##### RECORDED DATA #####

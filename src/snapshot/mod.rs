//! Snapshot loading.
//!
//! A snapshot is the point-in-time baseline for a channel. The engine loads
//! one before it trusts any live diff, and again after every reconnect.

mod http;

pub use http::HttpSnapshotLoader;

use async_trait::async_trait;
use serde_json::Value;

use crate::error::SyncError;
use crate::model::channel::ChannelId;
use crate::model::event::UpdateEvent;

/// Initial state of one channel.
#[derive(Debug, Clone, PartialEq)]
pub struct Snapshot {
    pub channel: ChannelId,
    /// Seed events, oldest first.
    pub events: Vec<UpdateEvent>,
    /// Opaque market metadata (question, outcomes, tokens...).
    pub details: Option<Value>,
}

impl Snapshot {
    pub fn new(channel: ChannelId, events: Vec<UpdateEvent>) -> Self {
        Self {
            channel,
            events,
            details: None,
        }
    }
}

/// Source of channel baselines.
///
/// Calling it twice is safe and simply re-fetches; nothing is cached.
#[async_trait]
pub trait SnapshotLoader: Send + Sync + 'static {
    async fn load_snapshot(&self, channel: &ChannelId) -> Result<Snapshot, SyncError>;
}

#####
##### RECORDED DATA #####

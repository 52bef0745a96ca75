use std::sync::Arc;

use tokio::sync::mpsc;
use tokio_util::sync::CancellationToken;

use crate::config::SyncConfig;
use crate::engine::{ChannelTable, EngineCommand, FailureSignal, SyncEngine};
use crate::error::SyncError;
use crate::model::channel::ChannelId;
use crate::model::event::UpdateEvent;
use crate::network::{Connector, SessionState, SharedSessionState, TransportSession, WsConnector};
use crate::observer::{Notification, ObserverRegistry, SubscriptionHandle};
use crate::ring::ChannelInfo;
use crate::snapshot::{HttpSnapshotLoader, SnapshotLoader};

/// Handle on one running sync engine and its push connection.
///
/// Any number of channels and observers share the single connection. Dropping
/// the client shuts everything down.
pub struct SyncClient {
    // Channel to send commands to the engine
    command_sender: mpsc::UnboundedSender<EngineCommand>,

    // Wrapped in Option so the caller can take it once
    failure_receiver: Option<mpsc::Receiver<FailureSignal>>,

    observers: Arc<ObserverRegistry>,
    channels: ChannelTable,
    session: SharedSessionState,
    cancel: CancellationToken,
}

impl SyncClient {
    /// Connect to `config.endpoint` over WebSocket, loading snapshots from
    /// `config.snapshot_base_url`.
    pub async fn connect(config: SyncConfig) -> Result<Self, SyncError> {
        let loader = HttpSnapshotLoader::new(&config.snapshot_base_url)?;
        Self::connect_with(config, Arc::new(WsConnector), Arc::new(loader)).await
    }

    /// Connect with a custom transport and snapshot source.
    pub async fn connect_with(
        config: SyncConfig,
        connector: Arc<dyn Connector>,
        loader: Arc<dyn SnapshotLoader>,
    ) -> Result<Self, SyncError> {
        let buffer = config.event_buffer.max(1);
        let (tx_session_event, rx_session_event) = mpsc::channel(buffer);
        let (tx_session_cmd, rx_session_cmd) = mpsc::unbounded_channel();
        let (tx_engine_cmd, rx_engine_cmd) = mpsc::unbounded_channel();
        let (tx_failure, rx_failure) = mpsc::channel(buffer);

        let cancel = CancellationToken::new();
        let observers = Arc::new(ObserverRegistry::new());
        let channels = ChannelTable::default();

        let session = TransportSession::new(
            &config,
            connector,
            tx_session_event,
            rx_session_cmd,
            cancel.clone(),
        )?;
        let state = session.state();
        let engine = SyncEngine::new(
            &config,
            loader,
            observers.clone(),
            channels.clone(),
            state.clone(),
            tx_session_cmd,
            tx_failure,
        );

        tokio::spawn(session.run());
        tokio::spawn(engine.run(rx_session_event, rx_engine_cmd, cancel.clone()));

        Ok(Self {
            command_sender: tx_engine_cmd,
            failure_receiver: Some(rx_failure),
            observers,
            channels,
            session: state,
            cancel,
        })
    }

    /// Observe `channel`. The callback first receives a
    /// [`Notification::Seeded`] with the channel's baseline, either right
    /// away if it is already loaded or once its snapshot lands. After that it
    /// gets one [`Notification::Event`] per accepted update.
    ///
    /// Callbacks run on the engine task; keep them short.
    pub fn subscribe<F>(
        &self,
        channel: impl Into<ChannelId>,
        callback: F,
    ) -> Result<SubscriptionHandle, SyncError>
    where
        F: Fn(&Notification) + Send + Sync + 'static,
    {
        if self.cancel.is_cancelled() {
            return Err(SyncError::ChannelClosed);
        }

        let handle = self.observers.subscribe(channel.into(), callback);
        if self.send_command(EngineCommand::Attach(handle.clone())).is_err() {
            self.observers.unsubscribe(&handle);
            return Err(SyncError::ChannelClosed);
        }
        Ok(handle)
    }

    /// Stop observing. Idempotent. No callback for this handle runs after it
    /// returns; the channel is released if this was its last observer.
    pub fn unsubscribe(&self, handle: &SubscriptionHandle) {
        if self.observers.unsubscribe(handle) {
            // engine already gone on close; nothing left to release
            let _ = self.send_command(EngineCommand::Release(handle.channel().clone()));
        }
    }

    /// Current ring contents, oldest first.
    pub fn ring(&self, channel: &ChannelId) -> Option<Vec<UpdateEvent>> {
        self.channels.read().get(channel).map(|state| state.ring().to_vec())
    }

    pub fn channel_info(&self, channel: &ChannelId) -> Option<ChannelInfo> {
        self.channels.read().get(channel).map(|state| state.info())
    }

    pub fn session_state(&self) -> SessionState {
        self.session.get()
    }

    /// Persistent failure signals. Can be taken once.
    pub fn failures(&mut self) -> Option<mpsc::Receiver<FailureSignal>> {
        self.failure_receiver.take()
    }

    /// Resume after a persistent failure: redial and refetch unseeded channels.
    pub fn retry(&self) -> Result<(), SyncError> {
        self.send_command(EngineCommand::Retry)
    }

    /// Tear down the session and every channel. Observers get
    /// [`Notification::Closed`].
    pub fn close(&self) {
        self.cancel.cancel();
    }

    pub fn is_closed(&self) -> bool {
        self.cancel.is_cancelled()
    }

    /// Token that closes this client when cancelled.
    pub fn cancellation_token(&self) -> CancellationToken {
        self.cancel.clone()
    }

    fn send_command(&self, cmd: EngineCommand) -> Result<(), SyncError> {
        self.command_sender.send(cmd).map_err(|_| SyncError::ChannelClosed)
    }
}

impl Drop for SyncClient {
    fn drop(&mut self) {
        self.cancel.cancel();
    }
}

#####

PROBLEM TO SOLVE:
Every line above in which the word "ChannelId" occurs is to be copied.

EXERCISE RESPONSE:
use crate::model::channel::ChannelId;
    pub channel: ChannelId,
    pub fn new(channel: ChannelId, events: Vec<UpdateEvent>) -> Self {
    async fn load_snapshot(&self, channel: &ChannelId) -> Result<Snapshot, SyncError>;
use crate::model::channel::ChannelId;
        channel: impl Into<ChannelId>,
    pub fn ring(&self, channel: &ChannelId) -> Option<Vec<UpdateEvent>> {
    pub fn channel_info(&self, channel: &ChannelId) -> Option<ChannelInfo> {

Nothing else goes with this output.